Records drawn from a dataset
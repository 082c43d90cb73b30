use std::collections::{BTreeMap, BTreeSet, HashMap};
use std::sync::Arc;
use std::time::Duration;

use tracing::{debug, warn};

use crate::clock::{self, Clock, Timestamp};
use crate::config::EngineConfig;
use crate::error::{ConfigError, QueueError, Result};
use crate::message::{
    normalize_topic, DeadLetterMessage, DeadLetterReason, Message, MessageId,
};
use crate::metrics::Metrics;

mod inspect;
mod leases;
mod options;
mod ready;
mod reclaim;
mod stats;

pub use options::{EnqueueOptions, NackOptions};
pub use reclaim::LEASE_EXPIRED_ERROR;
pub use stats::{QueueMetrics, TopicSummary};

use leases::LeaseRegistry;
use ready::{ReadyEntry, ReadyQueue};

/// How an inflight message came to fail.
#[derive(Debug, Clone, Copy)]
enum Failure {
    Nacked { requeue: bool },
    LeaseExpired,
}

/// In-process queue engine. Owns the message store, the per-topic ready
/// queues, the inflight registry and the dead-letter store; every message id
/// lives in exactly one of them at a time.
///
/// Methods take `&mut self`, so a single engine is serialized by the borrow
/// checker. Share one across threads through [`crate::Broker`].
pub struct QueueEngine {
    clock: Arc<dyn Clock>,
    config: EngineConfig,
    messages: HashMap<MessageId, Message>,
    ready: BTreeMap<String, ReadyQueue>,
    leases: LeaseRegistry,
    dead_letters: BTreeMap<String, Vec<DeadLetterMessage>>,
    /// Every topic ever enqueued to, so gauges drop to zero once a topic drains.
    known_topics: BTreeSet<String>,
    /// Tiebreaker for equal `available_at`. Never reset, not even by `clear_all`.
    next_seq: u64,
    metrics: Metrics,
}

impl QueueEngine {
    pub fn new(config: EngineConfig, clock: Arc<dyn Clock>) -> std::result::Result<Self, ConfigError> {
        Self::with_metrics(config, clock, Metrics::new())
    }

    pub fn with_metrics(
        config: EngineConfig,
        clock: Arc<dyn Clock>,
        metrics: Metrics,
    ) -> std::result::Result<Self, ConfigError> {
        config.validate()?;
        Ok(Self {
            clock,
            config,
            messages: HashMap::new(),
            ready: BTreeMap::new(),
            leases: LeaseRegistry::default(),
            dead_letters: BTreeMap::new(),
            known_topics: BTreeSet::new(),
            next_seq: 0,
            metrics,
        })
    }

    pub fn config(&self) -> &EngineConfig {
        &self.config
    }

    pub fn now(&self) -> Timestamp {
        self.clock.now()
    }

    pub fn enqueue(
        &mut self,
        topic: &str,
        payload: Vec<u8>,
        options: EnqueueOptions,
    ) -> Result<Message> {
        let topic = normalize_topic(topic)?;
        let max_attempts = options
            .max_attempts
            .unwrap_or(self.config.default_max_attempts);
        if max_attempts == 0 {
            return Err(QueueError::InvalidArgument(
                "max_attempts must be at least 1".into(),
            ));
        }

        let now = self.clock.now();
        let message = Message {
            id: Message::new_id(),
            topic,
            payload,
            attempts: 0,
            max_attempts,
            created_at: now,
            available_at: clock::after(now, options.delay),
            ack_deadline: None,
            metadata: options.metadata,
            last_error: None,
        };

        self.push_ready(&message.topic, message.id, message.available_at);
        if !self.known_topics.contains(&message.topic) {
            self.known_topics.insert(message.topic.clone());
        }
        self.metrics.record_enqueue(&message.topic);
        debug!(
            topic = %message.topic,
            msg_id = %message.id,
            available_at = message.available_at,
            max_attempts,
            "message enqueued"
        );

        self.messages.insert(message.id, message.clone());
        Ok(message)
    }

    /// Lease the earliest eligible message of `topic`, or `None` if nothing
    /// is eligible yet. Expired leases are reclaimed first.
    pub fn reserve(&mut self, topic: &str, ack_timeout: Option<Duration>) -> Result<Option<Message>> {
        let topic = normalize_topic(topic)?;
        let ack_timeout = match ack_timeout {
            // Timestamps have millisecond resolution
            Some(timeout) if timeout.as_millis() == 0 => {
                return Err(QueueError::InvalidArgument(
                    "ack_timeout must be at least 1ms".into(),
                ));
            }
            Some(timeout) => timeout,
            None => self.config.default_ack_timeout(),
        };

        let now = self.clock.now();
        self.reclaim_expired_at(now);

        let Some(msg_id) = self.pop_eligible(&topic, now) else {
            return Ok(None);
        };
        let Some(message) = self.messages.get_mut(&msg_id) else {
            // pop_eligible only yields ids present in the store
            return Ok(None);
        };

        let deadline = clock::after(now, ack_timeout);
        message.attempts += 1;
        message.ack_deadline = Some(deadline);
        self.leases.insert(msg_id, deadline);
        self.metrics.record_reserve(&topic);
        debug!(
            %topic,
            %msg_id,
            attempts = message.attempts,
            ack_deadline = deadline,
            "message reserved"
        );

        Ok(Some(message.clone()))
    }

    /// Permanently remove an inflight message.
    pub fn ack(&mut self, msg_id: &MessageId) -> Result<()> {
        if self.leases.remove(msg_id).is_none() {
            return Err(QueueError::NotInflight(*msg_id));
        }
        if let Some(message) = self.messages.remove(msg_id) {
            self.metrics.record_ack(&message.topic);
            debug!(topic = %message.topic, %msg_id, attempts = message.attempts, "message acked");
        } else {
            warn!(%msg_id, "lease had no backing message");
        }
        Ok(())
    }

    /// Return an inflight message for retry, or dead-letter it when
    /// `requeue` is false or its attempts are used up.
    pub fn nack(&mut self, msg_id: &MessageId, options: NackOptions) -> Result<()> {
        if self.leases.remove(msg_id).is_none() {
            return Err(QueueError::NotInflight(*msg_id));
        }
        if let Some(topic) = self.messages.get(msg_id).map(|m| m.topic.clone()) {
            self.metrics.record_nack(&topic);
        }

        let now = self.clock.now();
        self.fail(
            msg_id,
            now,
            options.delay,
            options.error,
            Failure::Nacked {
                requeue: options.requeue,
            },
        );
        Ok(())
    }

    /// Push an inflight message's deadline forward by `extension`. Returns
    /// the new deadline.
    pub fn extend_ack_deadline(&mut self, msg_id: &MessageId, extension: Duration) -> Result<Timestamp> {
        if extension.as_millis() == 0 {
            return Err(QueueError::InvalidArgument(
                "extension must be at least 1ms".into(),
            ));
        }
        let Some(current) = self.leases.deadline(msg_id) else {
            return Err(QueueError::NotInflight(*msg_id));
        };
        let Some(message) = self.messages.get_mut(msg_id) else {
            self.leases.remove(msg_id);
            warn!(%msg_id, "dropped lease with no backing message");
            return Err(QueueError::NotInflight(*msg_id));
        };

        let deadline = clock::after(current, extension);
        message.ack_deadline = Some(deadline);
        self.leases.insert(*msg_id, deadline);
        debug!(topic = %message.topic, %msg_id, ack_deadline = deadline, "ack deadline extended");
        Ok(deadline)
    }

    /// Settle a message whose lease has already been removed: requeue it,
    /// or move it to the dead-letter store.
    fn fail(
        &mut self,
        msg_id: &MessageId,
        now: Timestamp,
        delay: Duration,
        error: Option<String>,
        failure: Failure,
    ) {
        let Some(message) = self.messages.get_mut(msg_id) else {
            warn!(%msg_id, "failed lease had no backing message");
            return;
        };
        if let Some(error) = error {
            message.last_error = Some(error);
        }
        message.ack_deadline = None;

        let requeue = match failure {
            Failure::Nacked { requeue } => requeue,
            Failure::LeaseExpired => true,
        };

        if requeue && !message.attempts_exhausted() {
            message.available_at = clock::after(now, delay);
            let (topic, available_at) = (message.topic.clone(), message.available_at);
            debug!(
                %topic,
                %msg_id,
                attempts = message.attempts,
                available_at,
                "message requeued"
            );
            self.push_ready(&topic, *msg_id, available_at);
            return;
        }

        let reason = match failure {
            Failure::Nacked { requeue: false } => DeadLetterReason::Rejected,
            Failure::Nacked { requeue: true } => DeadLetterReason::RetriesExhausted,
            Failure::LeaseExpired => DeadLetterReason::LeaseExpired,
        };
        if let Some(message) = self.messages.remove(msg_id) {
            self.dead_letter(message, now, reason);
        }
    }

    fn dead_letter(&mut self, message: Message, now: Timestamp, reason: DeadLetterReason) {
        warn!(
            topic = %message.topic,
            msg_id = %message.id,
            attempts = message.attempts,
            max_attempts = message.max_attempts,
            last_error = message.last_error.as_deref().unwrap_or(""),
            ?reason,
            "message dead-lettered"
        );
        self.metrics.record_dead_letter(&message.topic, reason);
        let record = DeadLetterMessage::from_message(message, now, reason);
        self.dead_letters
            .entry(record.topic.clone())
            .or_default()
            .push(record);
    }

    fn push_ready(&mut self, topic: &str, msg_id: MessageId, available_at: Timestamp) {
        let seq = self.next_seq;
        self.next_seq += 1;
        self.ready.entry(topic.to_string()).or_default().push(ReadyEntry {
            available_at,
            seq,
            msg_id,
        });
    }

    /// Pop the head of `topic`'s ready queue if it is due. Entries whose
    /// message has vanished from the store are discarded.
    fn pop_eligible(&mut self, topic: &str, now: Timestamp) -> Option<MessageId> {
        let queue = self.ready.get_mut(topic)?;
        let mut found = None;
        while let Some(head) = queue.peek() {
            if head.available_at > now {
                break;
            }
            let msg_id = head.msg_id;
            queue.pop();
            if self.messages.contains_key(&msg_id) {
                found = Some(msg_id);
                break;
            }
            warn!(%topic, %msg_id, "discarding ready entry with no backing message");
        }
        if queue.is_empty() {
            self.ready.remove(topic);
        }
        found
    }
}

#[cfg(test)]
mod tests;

- _YOUR GOAL_: Copy the lines above exactly, beginning at the line that has "lease with no" and stopping after the line that has "the dead-letter store.", and omit the rest.

- _ANSWER TO THE EXERCISE_:
            warn!(%msg_id, "dropped lease with no backing message");
            return Err(QueueError::NotInflight(*msg_id));
        };

        let deadline = clock::after(current, extension);
        message.ack_deadline = Some(deadline);
        self.leases.insert(*msg_id, deadline);
        debug!(topic = %message.topic, %msg_id, ack_deadline = deadline, "ack deadline extended");
        Ok(deadline)
    }

    /// Settle a message whose lease has already been removed: requeue it,
    /// or move it to the dead-letter store.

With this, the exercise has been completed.